Politicians condemn Muslim protests: Australia’s political leaders have joined together to condemn the violence from Muslim protesters in Sydney. AS Julia Gillard struggled to explain how Muslim children could be used to incite violence, eight-year-old Ruqaya yesterday fronted a congress of Islamic fundamendalists in Sydney to espouse her love for jihad. Addressing a 600-strong crowd at the Australian chapter of Hizb ut-Tahrir in Bankstown in the city’s west, the young girl urged all Muslim youth to fight for the restoration of the Islamic caliphate, a single global government for all Muslims established under strict sharia law.

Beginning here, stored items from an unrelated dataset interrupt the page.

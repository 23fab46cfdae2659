#![allow(dead_code)]

use std::path::{Path, PathBuf};

use eventlog_export::store::{EventStore, ensure_event_store_schema};
use rusqlite::{Connection, params};

pub struct EventRow<'a> {
    pub event_type: &'a str,
    pub case_id: Option<&'a str>,
    pub activity: &'a str,
    pub timestamp: &'a str,
    pub lifecycle: &'a str,
    pub resource: &'a str,
    pub remarks: Option<&'a str>,
}

impl<'a> EventRow<'a> {
    pub fn new(event_type: &'a str, case_id: &'a str, timestamp: &'a str) -> Self {
        Self {
            event_type,
            case_id: Some(case_id),
            activity: "handle",
            timestamp,
            lifecycle: "complete",
            resource: "r1",
            remarks: None,
        }
    }

    pub fn activity(mut self, activity: &'a str) -> Self {
        self.activity = activity;
        self
    }

    pub fn lifecycle(mut self, lifecycle: &'a str) -> Self {
        self.lifecycle = lifecycle;
        self
    }

    pub fn resource(mut self, resource: &'a str) -> Self {
        self.resource = resource;
        self
    }

    pub fn remarks(mut self, remarks: &'a str) -> Self {
        self.remarks = Some(remarks);
        self
    }
}

pub struct SeededStore {
    pub dir: tempfile::TempDir,
    pub db_path: PathBuf,
    pub output_dir: PathBuf,
}

impl SeededStore {
    pub fn open(&self) -> EventStore {
        EventStore::open(&self.db_path, 2).expect("store should open")
    }
}

pub fn seed_store(rows: &[EventRow<'_>], messages: &[(&str, &str)]) -> SeededStore {
    let dir = tempfile::tempdir().expect("tempdir should be creatable");
    let db_path = dir.path().join("events.db");
    let output_dir = dir.path().join("event_logs");
    write_rows(&db_path, rows, messages);
    SeededStore {
        dir,
        db_path,
        output_dir,
    }
}

pub fn write_rows(db_path: &Path, rows: &[EventRow<'_>], messages: &[(&str, &str)]) {
    let conn = Connection::open(db_path).expect("db should open");
    ensure_event_store_schema(&conn).expect("schema should apply");
    for row in rows {
        conn.execute(
            "INSERT INTO EVENTLOG (EVENT_TYPE, CASE_ID, ACTIVITY_NAME, TIME_STAMP, LIFECYCLE_PHASE, RESOURCE, RESOURCE_TYPE, REMARKS)
             VALUES (?1, ?2, ?3, ?4, ?5, ?6, 'bot', ?7)",
            params![
                row.event_type,
                row.case_id,
                row.activity,
                row.timestamp,
                row.lifecycle,
                row.resource,
                row.remarks
            ],
        )
        .expect("event row should insert");
    }
    for (bot_name, agent_id) in messages {
        let remarks = serde_json::json!({ "botName": bot_name, "agentId": agent_id }).to_string();
        conn.execute(
            "INSERT INTO MESSAGE (EVENT, TIME_STAMP, REMARKS) VALUES ('BOT_CREATED', '2024-01-01 00:00:00', ?1)",
            params![remarks],
        )
        .expect("message row should insert");
    }
}

/// Scenario fixture: two service requests and one bot message for `r1`.
pub fn scenario_rows() -> Vec<EventRow<'static>> {
    vec![
        EventRow::new("SERVICE_CUSTOM_MESSAGE_3", "c1", "2024-01-01 10:00:00").activity("lookup"),
        EventRow::new("SERVICE_CUSTOM_MESSAGE_2", "c1", "2024-01-01 10:00:05").activity("reply"),
        EventRow::new("SERVICE_CUSTOM_MESSAGE_3", "c2", "2024-01-01 11:00:00").activity("lookup"),
    ]
}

“My dear brothers and sisters in Islam, as the world gathers against the believers in Syria … seeking to hijack our sincere and blessed uprisings, children in Sydney would like to send their message of hope and support to the Muslims of (Syria), especially to the children and mothers,” she read from notes. “These uprisings have demonstrated that this umma (global Muslim community) is alive and well, her love is for jihad, she is unshackled herself from the fear which she held, and she yearns to once again live under the banner of (the Islamic state). Children as young as myself can be seen on the streets joining the uprisings, risking their lives to bring food, water and medicine to their wounded family members, some of them never returning to their mothers … Nobody is too young,” she said.

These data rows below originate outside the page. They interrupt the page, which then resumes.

use std::path::PathBuf;

use clap::{Args, Parser, Subcommand};

use super::commands::{export::ExportArgs, serve::ServeArgs, sweep::SweepArgs};

#[derive(Debug, Parser)]
#[command(
    name = "eventlog-export",
    version,
    about = "Export conversational event logs as XES"
)]
pub struct Cli {
    #[command(flatten)]
    pub runtime: RuntimeArgs,

    #[command(subcommand)]
    pub command: Command,
}

#[derive(Debug, Clone, Args)]
pub struct RuntimeArgs {
    #[arg(long, global = true, env = "EVENTLOG_DB_PATH", value_name = "PATH")]
    pub db_path: Option<PathBuf>,

    #[arg(long, global = true, env = "EVENTLOG_DB_POOL_SIZE", default_value_t = 4)]
    pub pool_size: usize,

    #[arg(long, global = true, env = "EVENTLOG_OUTPUT_DIR", value_name = "PATH")]
    pub output_dir: Option<PathBuf>,

    #[arg(long, global = true, value_name = "PATH")]
    pub cwd: Option<PathBuf>,

    #[arg(long, global = true, env = "CLEANUP_MAX_AGE", default_value_t = 3600)]
    pub cleanup_max_age_secs: u64,

    #[arg(long, global = true, env = "REGISTRY_TIMEOUT_SECS", default_value_t = 30)]
    pub registry_timeout_secs: u64,
}

#[derive(Debug, Subcommand)]
pub enum Command {
    /// Serve the export routes and sweep stale artifacts.
    Serve(ServeArgs),
    /// Export one event log and print the artifact path.
    Export(ExportArgs),
    /// Delete stale artifacts once.
    Sweep(SweepArgs),
}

Ruqaya was the seventh of nine speakers at the “Muslims Rise” conference. Organisers of the event invited the media to report on her address.

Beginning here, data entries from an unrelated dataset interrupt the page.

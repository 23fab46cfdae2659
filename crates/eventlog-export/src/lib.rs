#![forbid(unsafe_code)]

pub mod cache;
pub mod cli;
pub mod config;
pub mod error;
pub mod expand;
pub mod export;
pub mod models;
pub mod normalize;
pub mod resolve;
pub mod server;
pub mod store;
pub mod sweep;
pub mod utils;
pub mod xes;

pub use cli::app::{Cli, Command};
pub use error::{ExportError, ExportResult};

Julia Gillard yesterday expressed her horror at images showing Muslim  children carrying inflammatory placards at a protest in Sydney on  Saturday, including one that read “Behead all those who insult the  Prophet”.

Another sign at the protest read “Our dead are in paradise, your dead are in hell”.

“I do not want to see in the hands of anyone, particularly children,  offensive signs that call for the killing of others,” the Prime Minister   said. “This is not the Australian way. We believe in freedom of religion and we believe that every religion should be treated with respect.”

Hizb ut-Tahrir is an international political movement devoted to  restoring a caliphate, the last of which collapsed in the 1920s. The movement hopes Islamic fighters in Syria will replace the Assad  regime with a caliph-led state that will eventually annex other Muslim  countries and promote Islam in the West. The caliphate would also threaten Western nations with jihad if they  did not prevent their citizens from defaming the Prophet Mohammed or  Islam. It would be established under the same constitution imposed under Mohammed, which could not be reformed.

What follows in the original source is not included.